ASSIGNMENT:
Each entry below is to be extracted exactly.

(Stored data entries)
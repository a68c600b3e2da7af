//! Credential lifecycle: direct tokens, device-code OAuth and Copilot token
//! exchange with an expiry-aware cache.

pub mod credential;
pub mod device_client;
pub mod device_code;
pub mod error;
pub mod exchange;
pub mod manager;

pub use credential::{classify_token, Credential, CredentialStore, Provenance};
pub use device_client::DeviceAuthClient;
pub use device_code::{
    poll_until_authorized, AccessTokenSource, DeviceCodePoll, DeviceGrant, PollState, PollStep,
};
pub use error::AuthError;
pub use exchange::CredentialExchanger;
pub use manager::CredentialManager;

FINAL ANSWER:
repository a68c600b3e2da7af
//! Credential lifecycle: direct tokens, device-code OAuth and Copilot token
//! exchange with an expiry-aware cache.

pub mod credential;
pub mod device_client;
pub mod device_code;
pub mod error;
pub mod exchange;
pub mod manager;

pub use credential::{classify_token, Credential, CredentialStore, Provenance};
pub use device_client::DeviceAuthClient;
pub use device_code::{
    poll_until_authorized, AccessTokenSource, DeviceCodePoll, DeviceGrant, PollState, PollStep,
};
pub use error::AuthError;
pub use exchange::CredentialExchanger;
pub use manager::CredentialManager;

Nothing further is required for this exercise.